Recorded data -
Start of Block

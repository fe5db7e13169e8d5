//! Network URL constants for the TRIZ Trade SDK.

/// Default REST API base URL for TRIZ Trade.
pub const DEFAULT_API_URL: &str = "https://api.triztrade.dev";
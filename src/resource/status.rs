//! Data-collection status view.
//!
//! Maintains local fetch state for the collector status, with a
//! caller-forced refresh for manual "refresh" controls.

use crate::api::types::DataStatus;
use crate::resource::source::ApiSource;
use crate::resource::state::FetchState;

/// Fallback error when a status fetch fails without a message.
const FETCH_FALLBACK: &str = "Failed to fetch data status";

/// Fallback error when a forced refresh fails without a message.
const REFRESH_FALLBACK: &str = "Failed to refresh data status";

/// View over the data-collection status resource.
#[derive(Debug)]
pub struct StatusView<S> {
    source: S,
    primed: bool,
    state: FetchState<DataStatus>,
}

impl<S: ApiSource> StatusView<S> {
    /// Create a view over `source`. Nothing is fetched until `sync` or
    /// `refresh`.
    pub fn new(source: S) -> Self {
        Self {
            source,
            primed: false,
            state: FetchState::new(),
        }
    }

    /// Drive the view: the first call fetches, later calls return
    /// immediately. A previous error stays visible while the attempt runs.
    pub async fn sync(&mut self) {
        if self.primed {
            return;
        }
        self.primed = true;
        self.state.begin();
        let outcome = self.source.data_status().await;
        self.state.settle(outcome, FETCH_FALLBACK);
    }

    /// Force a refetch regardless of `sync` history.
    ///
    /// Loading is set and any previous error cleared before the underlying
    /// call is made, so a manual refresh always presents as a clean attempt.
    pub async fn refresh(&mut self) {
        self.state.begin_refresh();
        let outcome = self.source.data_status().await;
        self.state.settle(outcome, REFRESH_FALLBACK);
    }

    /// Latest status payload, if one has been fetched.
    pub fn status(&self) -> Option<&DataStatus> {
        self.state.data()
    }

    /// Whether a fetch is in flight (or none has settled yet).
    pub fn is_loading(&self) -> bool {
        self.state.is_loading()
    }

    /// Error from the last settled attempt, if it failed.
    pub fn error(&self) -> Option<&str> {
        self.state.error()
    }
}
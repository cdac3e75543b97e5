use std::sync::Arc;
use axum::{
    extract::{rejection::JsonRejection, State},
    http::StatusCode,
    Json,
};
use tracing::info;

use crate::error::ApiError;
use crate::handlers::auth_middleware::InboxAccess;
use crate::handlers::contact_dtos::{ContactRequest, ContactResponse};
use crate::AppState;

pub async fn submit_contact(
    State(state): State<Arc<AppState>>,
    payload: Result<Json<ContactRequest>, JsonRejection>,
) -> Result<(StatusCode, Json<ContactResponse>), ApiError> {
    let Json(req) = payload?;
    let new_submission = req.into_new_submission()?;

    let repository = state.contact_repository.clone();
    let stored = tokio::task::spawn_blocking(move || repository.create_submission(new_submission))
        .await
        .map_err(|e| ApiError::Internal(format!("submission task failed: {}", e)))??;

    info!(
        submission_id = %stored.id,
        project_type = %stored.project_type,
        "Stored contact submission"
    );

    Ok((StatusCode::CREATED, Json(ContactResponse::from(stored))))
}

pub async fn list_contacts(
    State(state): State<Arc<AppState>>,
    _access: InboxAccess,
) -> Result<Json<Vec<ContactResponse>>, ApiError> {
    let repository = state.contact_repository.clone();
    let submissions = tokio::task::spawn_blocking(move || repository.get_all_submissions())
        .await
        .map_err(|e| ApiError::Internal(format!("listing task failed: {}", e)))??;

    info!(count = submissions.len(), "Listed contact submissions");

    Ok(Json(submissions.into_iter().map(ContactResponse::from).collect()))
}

End of Block
Start of Block

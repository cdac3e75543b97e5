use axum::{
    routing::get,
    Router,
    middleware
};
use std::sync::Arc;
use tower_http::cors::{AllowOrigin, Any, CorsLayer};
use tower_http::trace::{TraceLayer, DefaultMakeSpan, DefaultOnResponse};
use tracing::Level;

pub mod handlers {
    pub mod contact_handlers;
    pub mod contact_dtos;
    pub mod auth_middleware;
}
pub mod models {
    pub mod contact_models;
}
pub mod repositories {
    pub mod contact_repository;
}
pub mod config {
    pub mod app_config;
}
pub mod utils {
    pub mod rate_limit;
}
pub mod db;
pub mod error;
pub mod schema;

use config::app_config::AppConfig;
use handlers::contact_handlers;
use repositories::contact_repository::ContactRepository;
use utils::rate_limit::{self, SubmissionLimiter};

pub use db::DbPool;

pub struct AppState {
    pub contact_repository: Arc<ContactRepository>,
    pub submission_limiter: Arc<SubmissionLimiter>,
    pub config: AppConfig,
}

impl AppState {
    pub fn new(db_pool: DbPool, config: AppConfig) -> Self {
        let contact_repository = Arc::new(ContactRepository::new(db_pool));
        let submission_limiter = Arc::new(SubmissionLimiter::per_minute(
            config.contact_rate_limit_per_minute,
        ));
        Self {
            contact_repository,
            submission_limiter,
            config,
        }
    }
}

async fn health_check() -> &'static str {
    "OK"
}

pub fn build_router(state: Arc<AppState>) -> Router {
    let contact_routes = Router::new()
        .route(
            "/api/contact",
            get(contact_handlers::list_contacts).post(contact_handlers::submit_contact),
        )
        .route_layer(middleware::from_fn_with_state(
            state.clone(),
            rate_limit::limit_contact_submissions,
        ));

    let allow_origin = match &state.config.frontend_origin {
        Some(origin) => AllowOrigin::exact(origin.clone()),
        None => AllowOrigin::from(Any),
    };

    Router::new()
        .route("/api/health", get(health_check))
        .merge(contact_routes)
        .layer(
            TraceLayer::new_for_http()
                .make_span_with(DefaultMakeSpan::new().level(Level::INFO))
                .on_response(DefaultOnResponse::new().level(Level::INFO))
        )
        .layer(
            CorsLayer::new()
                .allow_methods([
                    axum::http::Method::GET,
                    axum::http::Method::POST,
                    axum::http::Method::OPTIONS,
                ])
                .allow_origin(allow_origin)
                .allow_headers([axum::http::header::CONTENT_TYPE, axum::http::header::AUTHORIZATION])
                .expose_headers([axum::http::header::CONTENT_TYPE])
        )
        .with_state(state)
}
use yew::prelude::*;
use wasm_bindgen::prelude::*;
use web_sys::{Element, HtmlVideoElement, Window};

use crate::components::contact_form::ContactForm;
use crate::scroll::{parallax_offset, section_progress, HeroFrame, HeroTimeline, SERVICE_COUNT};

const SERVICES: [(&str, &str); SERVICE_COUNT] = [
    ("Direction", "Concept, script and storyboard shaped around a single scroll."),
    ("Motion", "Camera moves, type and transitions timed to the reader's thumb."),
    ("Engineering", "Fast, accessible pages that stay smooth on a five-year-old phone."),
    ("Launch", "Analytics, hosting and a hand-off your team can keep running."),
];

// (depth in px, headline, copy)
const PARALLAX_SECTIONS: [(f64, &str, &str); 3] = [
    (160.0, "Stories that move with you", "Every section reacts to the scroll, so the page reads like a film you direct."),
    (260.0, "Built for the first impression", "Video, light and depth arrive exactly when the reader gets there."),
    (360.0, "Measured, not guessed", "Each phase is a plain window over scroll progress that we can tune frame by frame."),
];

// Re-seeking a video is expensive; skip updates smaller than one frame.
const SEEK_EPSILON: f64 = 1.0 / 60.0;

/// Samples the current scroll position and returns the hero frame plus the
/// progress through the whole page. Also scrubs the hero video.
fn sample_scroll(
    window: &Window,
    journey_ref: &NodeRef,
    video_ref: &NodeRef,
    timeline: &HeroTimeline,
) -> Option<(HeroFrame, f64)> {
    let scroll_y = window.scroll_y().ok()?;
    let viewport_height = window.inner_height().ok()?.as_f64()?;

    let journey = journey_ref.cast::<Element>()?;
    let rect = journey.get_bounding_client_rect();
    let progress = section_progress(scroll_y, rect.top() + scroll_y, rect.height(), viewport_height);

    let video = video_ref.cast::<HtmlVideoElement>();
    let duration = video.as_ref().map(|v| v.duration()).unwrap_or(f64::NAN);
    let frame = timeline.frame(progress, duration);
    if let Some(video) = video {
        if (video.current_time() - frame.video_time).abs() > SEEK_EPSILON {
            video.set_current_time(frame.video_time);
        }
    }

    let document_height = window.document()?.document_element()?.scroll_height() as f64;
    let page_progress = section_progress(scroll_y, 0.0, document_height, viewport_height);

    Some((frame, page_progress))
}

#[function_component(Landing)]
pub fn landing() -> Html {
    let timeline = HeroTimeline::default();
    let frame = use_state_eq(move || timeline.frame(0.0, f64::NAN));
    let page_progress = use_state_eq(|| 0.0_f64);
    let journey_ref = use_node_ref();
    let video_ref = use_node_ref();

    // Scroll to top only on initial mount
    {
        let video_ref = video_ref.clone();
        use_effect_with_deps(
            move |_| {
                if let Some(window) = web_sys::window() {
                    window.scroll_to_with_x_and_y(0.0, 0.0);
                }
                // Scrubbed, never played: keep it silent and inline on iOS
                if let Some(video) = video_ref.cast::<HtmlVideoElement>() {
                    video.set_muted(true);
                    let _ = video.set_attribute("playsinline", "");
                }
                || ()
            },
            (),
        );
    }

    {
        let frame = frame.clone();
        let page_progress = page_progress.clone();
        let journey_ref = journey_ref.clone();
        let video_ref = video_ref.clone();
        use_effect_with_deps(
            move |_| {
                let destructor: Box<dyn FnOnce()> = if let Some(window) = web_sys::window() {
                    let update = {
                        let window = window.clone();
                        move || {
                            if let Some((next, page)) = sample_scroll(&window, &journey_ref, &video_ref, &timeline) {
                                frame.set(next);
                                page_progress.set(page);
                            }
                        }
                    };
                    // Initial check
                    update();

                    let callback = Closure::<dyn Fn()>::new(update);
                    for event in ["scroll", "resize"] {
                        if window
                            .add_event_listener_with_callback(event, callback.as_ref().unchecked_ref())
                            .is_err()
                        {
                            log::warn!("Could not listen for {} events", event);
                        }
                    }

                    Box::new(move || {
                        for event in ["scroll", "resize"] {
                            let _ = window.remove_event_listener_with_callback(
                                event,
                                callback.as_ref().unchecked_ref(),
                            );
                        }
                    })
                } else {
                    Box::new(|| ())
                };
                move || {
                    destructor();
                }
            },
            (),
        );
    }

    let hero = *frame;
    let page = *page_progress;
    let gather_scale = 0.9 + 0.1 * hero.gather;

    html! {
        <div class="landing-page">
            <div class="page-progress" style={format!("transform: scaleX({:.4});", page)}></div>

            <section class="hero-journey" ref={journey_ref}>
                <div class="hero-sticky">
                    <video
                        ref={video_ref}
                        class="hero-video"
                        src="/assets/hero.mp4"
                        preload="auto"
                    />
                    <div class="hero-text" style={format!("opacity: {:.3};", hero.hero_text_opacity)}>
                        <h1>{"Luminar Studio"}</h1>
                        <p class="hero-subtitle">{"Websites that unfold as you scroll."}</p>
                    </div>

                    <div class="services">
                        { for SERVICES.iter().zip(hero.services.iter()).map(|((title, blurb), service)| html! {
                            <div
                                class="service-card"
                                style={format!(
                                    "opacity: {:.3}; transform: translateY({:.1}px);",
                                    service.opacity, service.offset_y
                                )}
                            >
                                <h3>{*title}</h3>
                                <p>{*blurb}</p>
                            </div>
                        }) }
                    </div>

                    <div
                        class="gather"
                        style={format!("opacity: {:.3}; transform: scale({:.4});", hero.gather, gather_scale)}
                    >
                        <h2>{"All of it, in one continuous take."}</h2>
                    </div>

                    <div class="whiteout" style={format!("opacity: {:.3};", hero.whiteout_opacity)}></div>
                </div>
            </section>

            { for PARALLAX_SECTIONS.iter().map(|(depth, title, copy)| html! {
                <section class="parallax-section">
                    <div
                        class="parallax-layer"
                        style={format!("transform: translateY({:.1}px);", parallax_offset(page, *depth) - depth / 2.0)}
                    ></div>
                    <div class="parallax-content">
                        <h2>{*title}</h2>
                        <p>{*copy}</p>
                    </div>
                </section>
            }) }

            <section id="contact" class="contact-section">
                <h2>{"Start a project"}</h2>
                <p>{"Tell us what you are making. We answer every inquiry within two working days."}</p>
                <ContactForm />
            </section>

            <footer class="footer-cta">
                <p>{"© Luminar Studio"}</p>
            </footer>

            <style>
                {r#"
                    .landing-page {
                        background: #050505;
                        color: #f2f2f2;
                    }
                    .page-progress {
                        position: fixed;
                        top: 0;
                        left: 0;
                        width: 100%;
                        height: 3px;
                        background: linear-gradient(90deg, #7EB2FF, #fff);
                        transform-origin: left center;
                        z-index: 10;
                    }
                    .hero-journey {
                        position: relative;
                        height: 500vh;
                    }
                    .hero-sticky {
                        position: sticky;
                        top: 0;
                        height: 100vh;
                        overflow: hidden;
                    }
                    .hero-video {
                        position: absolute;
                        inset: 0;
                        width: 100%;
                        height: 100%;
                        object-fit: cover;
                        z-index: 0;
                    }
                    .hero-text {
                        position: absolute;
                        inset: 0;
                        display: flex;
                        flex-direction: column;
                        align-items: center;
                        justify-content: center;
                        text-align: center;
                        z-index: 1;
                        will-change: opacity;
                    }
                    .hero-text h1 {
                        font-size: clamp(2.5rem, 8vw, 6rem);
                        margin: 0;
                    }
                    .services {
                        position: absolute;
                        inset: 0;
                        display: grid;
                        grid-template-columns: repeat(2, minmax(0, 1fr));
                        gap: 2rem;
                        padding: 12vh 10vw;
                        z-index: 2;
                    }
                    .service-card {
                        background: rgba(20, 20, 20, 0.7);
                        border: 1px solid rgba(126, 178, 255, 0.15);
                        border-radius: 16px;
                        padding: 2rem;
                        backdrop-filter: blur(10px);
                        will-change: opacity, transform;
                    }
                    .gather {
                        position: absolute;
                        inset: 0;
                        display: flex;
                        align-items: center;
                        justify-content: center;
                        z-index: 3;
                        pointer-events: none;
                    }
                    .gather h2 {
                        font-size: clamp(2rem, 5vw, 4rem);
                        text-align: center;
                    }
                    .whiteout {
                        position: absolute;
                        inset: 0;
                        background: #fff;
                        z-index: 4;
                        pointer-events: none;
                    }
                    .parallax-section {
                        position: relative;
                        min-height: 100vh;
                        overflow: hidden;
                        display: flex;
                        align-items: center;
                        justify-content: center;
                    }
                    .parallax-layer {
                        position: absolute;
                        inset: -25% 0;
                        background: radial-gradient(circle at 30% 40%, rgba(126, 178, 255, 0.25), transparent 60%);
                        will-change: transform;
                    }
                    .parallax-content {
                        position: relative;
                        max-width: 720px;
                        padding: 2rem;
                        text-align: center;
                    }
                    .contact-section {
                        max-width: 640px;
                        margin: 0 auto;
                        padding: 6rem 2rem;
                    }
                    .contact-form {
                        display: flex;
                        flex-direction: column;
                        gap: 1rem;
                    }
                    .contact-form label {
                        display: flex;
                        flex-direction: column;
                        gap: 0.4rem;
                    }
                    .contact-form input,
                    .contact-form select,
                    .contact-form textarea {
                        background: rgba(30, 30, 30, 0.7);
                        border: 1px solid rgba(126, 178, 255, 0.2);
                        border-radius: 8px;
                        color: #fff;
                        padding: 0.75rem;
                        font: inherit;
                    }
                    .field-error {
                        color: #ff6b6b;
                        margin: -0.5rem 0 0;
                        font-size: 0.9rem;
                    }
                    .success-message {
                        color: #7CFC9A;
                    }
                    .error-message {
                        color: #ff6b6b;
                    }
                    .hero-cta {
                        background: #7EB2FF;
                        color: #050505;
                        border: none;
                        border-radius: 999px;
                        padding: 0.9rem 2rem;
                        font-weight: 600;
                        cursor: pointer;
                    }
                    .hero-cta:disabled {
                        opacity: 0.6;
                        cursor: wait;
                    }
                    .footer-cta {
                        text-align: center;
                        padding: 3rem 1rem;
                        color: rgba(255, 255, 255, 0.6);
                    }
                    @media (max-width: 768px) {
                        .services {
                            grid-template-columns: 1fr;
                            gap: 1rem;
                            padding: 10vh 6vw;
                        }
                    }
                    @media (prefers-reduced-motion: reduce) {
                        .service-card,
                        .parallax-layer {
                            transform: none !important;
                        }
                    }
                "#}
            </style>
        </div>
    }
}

End of Block

Goal of the exercise - Pull each line that includes the word "header" out of the material above.

Response to the exercise -
                .allow_headers([axum::http::header::CONTENT_TYPE, axum::http::header::AUTHORIZATION])
                .expose_headers([axum::http::header::CONTENT_TYPE])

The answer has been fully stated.